Title: EU Official Criticizes U.S. Freedom To Farm Payments.(Brief Article)

Full Text COPYRIGHT 2000 National Journal Group, Inc.

WASHINGTON -- Jun-23 -- (CongressDaily) European Union Agriculture, Rural Development and Fisheries Commissioner Franz Fischler Thursday said U.S. agricultural subsidies have increased by 700 percent since 1996, and that finalization of the crop insurance reform-farm economic relief bill signed by President Clinton Tuesday showed the United States is not serious about reducing agricultural subsidies.

"Providing supplementary support of over $15 million to U.S. farmers severely undermines the credibility of the frequent U.S. statements on the need for a global reduction in agricultural support," Fischler said.

An accompanying release said EU officials believe U.S. direct payments to farmers are averaging $16,000 per year--more than three times the level of EU support.

Agriculture Secretary Glickman issued a statement in reaction Thursday. "All the assistance fits within our [World Trade Organization] commitment and is extremely important because of the weather and low prices," Glickman said.

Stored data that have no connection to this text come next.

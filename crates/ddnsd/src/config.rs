//! Environment configuration for ddnsd

use anyhow::{Context, Result};
use ddns_core::config::{
    DEFAULT_ALIDNS_ENDPOINT, DEFAULT_ALIDNS_RECORD_LINE, DEFAULT_DNSPOD_API_BASE,
    DEFAULT_DNSPOD_RECORD_LINE, DEFAULT_MAX_CACHED_CLIENTS, DEFAULT_TIMEOUT_SECS,
};
use ddns_core::{ProviderConfig, RegistryConfig};
use std::net::SocketAddr;
use std::str::FromStr;
use tracing::Level;

/// Provider types ddnsd knows how to serve
pub const SUPPORTED_PROVIDERS: &[&str] = &["dnspod", "alidns"];

/// Application configuration
#[derive(Debug, Clone)]
pub struct Config {
    pub listen_addr: String,
    pub log_level: String,
    pub http_timeout_secs: u64,
    pub max_cached_clients: usize,
    pub shutdown_timeout_secs: u64,
    pub workers: Option<usize>,
    pub user_agent: String,
    pub dnspod_api_base: String,
    pub dnspod_record_line: String,
    pub alidns_endpoint: String,
    pub alidns_record_line: String,
    pub providers: Vec<String>,
}

impl Config {
    /// Load configuration from environment variables
    pub fn from_env() -> Result<Self> {
        Self::from_lookup(|name| std::env::var(name).ok())
    }

    /// Load configuration through an arbitrary variable lookup
    pub fn from_lookup(lookup: impl Fn(&str) -> Option<String>) -> Result<Self> {
        let get = |name: &str, default: &str| lookup(name).unwrap_or_else(|| default.to_string());

        Ok(Self {
            listen_addr: get("DDNS_LISTEN_ADDR", "0.0.0.0:7000"),
            log_level: get("DDNS_LOG_LEVEL", "info"),
            http_timeout_secs: parse_var(&lookup, "DDNS_HTTP_TIMEOUT_SECS", DEFAULT_TIMEOUT_SECS)?,
            max_cached_clients: parse_var(
                &lookup,
                "DDNS_MAX_CACHED_CLIENTS",
                DEFAULT_MAX_CACHED_CLIENTS,
            )?,
            shutdown_timeout_secs: parse_var(&lookup, "DDNS_SHUTDOWN_TIMEOUT_SECS", 30)?,
            workers: lookup("DDNS_WORKERS")
                .map(|s| {
                    s.trim()
                        .parse()
                        .with_context(|| format!("DDNS_WORKERS is not a number: '{}'", s))
                })
                .transpose()?,
            user_agent: get(
                "DDNS_USER_AGENT",
                &format!("ddns-relay/{}", env!("CARGO_PKG_VERSION")),
            ),
            dnspod_api_base: get("DDNS_DNSPOD_API_BASE", DEFAULT_DNSPOD_API_BASE),
            dnspod_record_line: get("DDNS_DNSPOD_RECORD_LINE", DEFAULT_DNSPOD_RECORD_LINE),
            alidns_endpoint: get("DDNS_ALIDNS_ENDPOINT", DEFAULT_ALIDNS_ENDPOINT),
            alidns_record_line: get("DDNS_ALIDNS_RECORD_LINE", DEFAULT_ALIDNS_RECORD_LINE),
            providers: get("DDNS_PROVIDERS", "dnspod,alidns")
                .split(',')
                .map(|s| s.trim().to_lowercase())
                .filter(|s| !s.is_empty())
                .collect(),
        })
    }

    /// Validate the configuration
    pub fn validate(&self) -> Result<()> {
        self.socket_addr()?;

        if !(1..=120).contains(&self.http_timeout_secs) {
            anyhow::bail!(
                "DDNS_HTTP_TIMEOUT_SECS must be between 1 and 120 seconds. Got: {}",
                self.http_timeout_secs
            );
        }

        if self.max_cached_clients == 0 {
            anyhow::bail!("DDNS_MAX_CACHED_CLIENTS must be at least 1");
        }

        if !(1..=300).contains(&self.shutdown_timeout_secs) {
            anyhow::bail!(
                "DDNS_SHUTDOWN_TIMEOUT_SECS must be between 1 and 300 seconds. Got: {}",
                self.shutdown_timeout_secs
            );
        }

        if let Some(workers) = self.workers
            && !(1..=256).contains(&workers)
        {
            anyhow::bail!("DDNS_WORKERS must be between 1 and 256. Got: {}", workers);
        }

        if self.user_agent.trim().is_empty() {
            anyhow::bail!("DDNS_USER_AGENT cannot be empty");
        }

        if self.providers.is_empty() {
            anyhow::bail!(
                "DDNS_PROVIDERS must name at least one provider. \
                Supported providers: {}",
                SUPPORTED_PROVIDERS.join(", ")
            );
        }

        for provider in &self.providers {
            if !SUPPORTED_PROVIDERS.contains(&provider.as_str()) {
                anyhow::bail!(
                    "DDNS_PROVIDERS entry '{}' is not supported. \
                    Supported providers: {}",
                    provider,
                    SUPPORTED_PROVIDERS.join(", ")
                );
            }
        }

        for provider in self.provider_configs() {
            provider.validate()?;
        }

        self.level()?;

        Ok(())
    }

    /// Parsed listen address
    pub fn socket_addr(&self) -> Result<SocketAddr> {
        self.listen_addr.parse().with_context(|| {
            format!(
                "DDNS_LISTEN_ADDR must be an address like 0.0.0.0:7000. Got: {}",
                self.listen_addr
            )
        })
    }

    /// Parsed log level
    pub fn level(&self) -> Result<Level> {
        match self.log_level.to_lowercase().as_str() {
            "trace" => Ok(Level::TRACE),
            "debug" => Ok(Level::DEBUG),
            "info" => Ok(Level::INFO),
            "warn" => Ok(Level::WARN),
            "error" => Ok(Level::ERROR),
            _ => anyhow::bail!(
                "DDNS_LOG_LEVEL '{}' is not valid. \
                Valid levels: trace, debug, info, warn, error",
                self.log_level
            ),
        }
    }

    /// Settings for every enabled provider
    pub fn provider_configs(&self) -> Vec<ProviderConfig> {
        self.providers
            .iter()
            .filter_map(|name| match name.as_str() {
                "dnspod" => Some(ProviderConfig::Dnspod {
                    api_base: self.dnspod_api_base.clone(),
                    record_line: self.dnspod_record_line.clone(),
                    user_agent: self.user_agent.clone(),
                    timeout_secs: self.http_timeout_secs,
                }),
                "alidns" => Some(ProviderConfig::Alidns {
                    endpoint: self.alidns_endpoint.clone(),
                    record_line: self.alidns_record_line.clone(),
                    user_agent: self.user_agent.clone(),
                    timeout_secs: self.http_timeout_secs,
                }),
                _ => None,
            })
            .collect()
    }

    pub fn registry_config(&self) -> RegistryConfig {
        RegistryConfig {
            max_cached_clients: self.max_cached_clients,
        }
    }
}

fn parse_var<T>(lookup: &impl Fn(&str) -> Option<String>, name: &str, default: T) -> Result<T>
where
    T: FromStr,
    T::Err: std::error::Error + Send + Sync + 'static,
{
    match lookup(name) {
        Some(raw) => raw
            .trim()
            .parse()
            .with_context(|| format!("{} is not a valid number: '{}'", name, raw)),
        None => Ok(default),
    }
}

The EU release said Fischler would "carefully monitor" U.S. policy to ensure the United States respects its WTO commitments and will oppose any attempt by the United States to circumvent its WTO spending limit by "misclassifying these financial handouts."

Fischler was referring to whether the United States will classify the additional Freedom to Farm payments of recent years as production-related and trade distorting.

Glickman earlier this week told a House Agriculture Committee hearing that he had personally ordered a delay in reporting the classification to the WTO until the end of the year because other countries also have been late with their reports.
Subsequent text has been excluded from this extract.